[Dataset entries]
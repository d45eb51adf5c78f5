//! # Unclosed-Node Merger
//!
//! A node whose closing marker never arrived is not committed syntax yet.
//! The merger turns such nodes back into the literal text they were lexed
//! from, folding it into the text node already at the end of the output
//! so the sibling list never holds two adjacent text nodes created here.

use crate::ast::Node;

/// Replaces every unclosed element in `nodes` with its literal text.
///
/// Only the given sibling list is rewritten. Unclosed elements nested in a
/// closed parent are kept so the renderer can mark them.
pub fn merge_unclosed(nodes: Vec<Node>) -> Vec<Node> {
    let mut out: Vec<Node> = Vec::with_capacity(nodes.len());

    for node in nodes {
        if node.is_closed() {
            out.push(node);
            continue;
        }

        let literal = node.literal();
        match out.last_mut() {
            Some(Node::Text(prev)) => prev.push_str(&literal),
            _ => out.push(Node::Text(literal)),
        }
    }

    out
}

#[cfg(test)]
mod tests {
    use super::*;
    use crate::tags::NodeKind;
    use crate::{lex, parse};
    use pretty_assertions::assert_eq;

    #[test]
    fn unclosed_folds_into_preceding_text() {
        let merged = merge_unclosed(parse(&lex("Hello **world")));
        assert_eq!(merged, vec![Node::text("Hello **world")]);
    }

    #[test]
    fn unclosed_without_text_before_becomes_text() {
        let merged = merge_unclosed(parse(&lex("*a *b c")));
        // neither `*` ever closes
        assert_eq!(merged, vec![Node::text("*a *b c")]);
    }

    #[test]
    fn unclosed_after_element_is_pushed() {
        let nodes = vec![
            Node::element(NodeKind::Code, vec![Node::text("x")], true),
            Node::element(NodeKind::Italic, vec![Node::text("y")], false),
        ];
        assert_eq!(
            merge_unclosed(nodes),
            vec![
                Node::element(NodeKind::Code, vec![Node::text("x")], true),
                Node::text("*y"),
            ]
        );
    }

    #[test]
    fn nested_unclosed_keeps_inner_literal() {
        let nodes = vec![Node::element(
            NodeKind::Italic,
            vec![
                Node::text("a "),
                Node::element(NodeKind::Bold, vec![Node::text("b")], true),
            ],
            false,
        )];
        assert_eq!(merge_unclosed(nodes), vec![Node::text("*a **b**")]);
    }

    #[test]
    fn heading_folds_back_to_its_line() {
        let merged = merge_unclosed(parse(&lex("## Title *x*")));
        assert_eq!(merged, vec![Node::text("## Title *x*")]);
    }

    #[test]
    fn closed_nodes_pass_through() {
        let nodes = parse(&lex("a **b** c"));
        assert_eq!(merge_unclosed(nodes.clone()), nodes);
    }
}
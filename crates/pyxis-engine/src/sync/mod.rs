//! # Sync
//!
//! The buffer of record is a [`TextContainer`]. Local edits reach it as
//! minimal insert/delete calls produced by [`translate`]; remote peers
//! exchange exported payloads; persistence writes those payloads off the
//! keystroke path.

pub mod container;
pub mod persist;
pub mod rope_text;
pub mod translate;

pub use container::{ExportMode, PeerId, TextContainer, VersionVector};
pub use persist::{
    DirectoryHooks, PersistKind, PersistOutcome, PersistRequest, PersistSchedule, PersistenceHooks,
    PersistenceWorker,
};
pub use rope_text::{LoggedOp, OpId, RopeText, TextOp};
pub use translate::{DiffRun, DiffTag, diff_runs, replay, translate};
//! # Tag Metadata
//!
//! The one table that says which literal markers surround each kind of
//! markup. The renderer, the unclosed-node merger and the position mapper
//! all read marker lengths from here; nothing else hardcodes `**` or `#`.
//!
//! | kind            | marker  | prefix | suffix |
//! |-----------------|---------|--------|--------|
//! | `BoldItalic`    | `***`   | yes    | yes    |
//! | `Bold`          | `**`    | yes    | yes    |
//! | `Italic`        | `*`     | yes    | yes    |
//! | `Strikethrough` | `~~`    | yes    | yes    |
//! | `Code`          | `` ` `` | yes    | yes    |
//! | `Heading(n)`    | `#` x n | yes    | no     |
//! | `Link`          | (none)  | no     | no     |

use std::fmt;

/// A kind of inline or line-level markup.
#[derive(Debug, Clone, Copy, PartialEq, Eq, Hash)]
pub enum NodeKind {
    BoldItalic,
    Bold,
    Italic,
    Strikethrough,
    Code,
    /// ATX heading, level 1 to 6.
    Heading(u8),
    Link,
}

/// Marker layout for a [`NodeKind`].
#[derive(Debug, Clone, Copy, PartialEq, Eq)]
pub struct TagMeta {
    pub marker: &'static str,
    pub has_prefix: bool,
    pub has_suffix: bool,
}

impl TagMeta {
    pub const NONE: TagMeta = TagMeta {
        marker: "",
        has_prefix: false,
        has_suffix: false,
    };

    const fn wrapping(marker: &'static str) -> Self {
        Self {
            marker,
            has_prefix: true,
            has_suffix: true,
        }
    }

    const fn leading(marker: &'static str) -> Self {
        Self {
            marker,
            has_prefix: true,
            has_suffix: false,
        }
    }

    /// Literal text emitted before the content.
    pub fn prefix(&self) -> &'static str {
        if self.has_prefix { self.marker } else { "" }
    }

    /// Literal text emitted after the content. Unclosed nodes never
    /// received their closing marker, so it is empty for them.
    pub fn suffix(&self, closed: bool) -> &'static str {
        if self.has_suffix && closed {
            self.marker
        } else {
            ""
        }
    }

    /// Prefix length in chars.
    pub fn prefix_len(&self) -> usize {
        self.prefix().chars().count()
    }

    /// Suffix length in chars, zero when `closed` is false.
    pub fn suffix_len(&self, closed: bool) -> usize {
        self.suffix(closed).chars().count()
    }
}

const HEADING_MARKERS: [&str; 6] = ["#", "##", "###", "####", "#####", "######"];

impl NodeKind {
    pub const MAX_HEADING: u8 = 6;

    /// Metadata lookup. Out-of-range heading levels clamp to the nearest
    /// valid level.
    pub const fn meta(self) -> TagMeta {
        match self {
            NodeKind::BoldItalic => TagMeta::wrapping("***"),
            NodeKind::Bold => TagMeta::wrapping("**"),
            NodeKind::Italic => TagMeta::wrapping("*"),
            NodeKind::Strikethrough => TagMeta::wrapping("~~"),
            NodeKind::Code => TagMeta::wrapping("`"),
            NodeKind::Heading(level) => {
                let idx = match level {
                    0 => 0,
                    l if l > Self::MAX_HEADING => (Self::MAX_HEADING - 1) as usize,
                    l => (l - 1) as usize,
                };
                TagMeta::leading(HEADING_MARKERS[idx])
            }
            NodeKind::Link => TagMeta::NONE,
        }
    }

    /// Content is captured literally instead of being lexed again.
    pub fn is_text_only(self) -> bool {
        matches!(
            self,
            NodeKind::Code | NodeKind::Heading(_) | NodeKind::Link
        )
    }
}

impl fmt::Display for NodeKind {
    fn fmt(&self, f: &mut fmt::Formatter<'_>) -> fmt::Result {
        match self {
            NodeKind::BoldItalic => write!(f, "bold_italic"),
            NodeKind::Bold => write!(f, "bold"),
            NodeKind::Italic => write!(f, "italic"),
            NodeKind::Strikethrough => write!(f, "strikethrough"),
            NodeKind::Code => write!(f, "code"),
            NodeKind::Heading(level) => write!(f, "h{level}"),
            NodeKind::Link => write!(f, "link"),
        }
    }
}

#[cfg(test)]
mod tests {
    use super::*;
    use rstest::rstest;

    #[rstest]
    #[case(NodeKind::BoldItalic, "***", "***")]
    #[case(NodeKind::Bold, "**", "**")]
    #[case(NodeKind::Italic, "*", "*")]
    #[case(NodeKind::Strikethrough, "~~", "~~")]
    #[case(NodeKind::Code, "`", "`")]
    #[case(NodeKind::Heading(3), "###", "")]
    #[case(NodeKind::Link, "", "")]
    fn closed_markers(#[case] kind: NodeKind, #[case] prefix: &str, #[case] suffix: &str) {
        let meta = kind.meta();
        assert_eq!(meta.prefix(), prefix);
        assert_eq!(meta.suffix(true), suffix);
    }

    #[test]
    fn unclosed_nodes_have_no_suffix() {
        assert_eq!(NodeKind::Bold.meta().suffix(false), "");
        assert_eq!(NodeKind::Bold.meta().suffix_len(false), 0);
        assert_eq!(NodeKind::Bold.meta().prefix_len(), 2);
    }

    #[test]
    fn heading_levels_clamp() {
        assert_eq!(NodeKind::Heading(0).meta().marker, "#");
        assert_eq!(NodeKind::Heading(9).meta().marker, "######");
    }

    #[test]
    fn text_only_kinds() {
        assert!(NodeKind::Code.is_text_only());
        assert!(NodeKind::Heading(1).is_text_only());
        assert!(NodeKind::Link.is_text_only());
        assert!(!NodeKind::Bold.is_text_only());
    }
}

**Activity**
A word-for-word copy of the lines above from the one with "before the content." through the one with "Suffix length in", inclusive, is the only output wanted.

**Answer section**
    /// Literal text emitted before the content.
    pub fn prefix(&self) -> &'static str {
        if self.has_prefix { self.marker } else { "" }
    }

    /// Literal text emitted after the content. Unclosed nodes never
    /// received their closing marker, so it is empty for them.
    pub fn suffix(&self, closed: bool) -> &'static str {
        if self.has_suffix && closed {
            self.marker
        } else {
            ""
        }
    }

    /// Prefix length in chars.
    pub fn prefix_len(&self) -> usize {
        self.prefix().chars().count()
    }

    /// Suffix length in chars, zero when `closed` is false.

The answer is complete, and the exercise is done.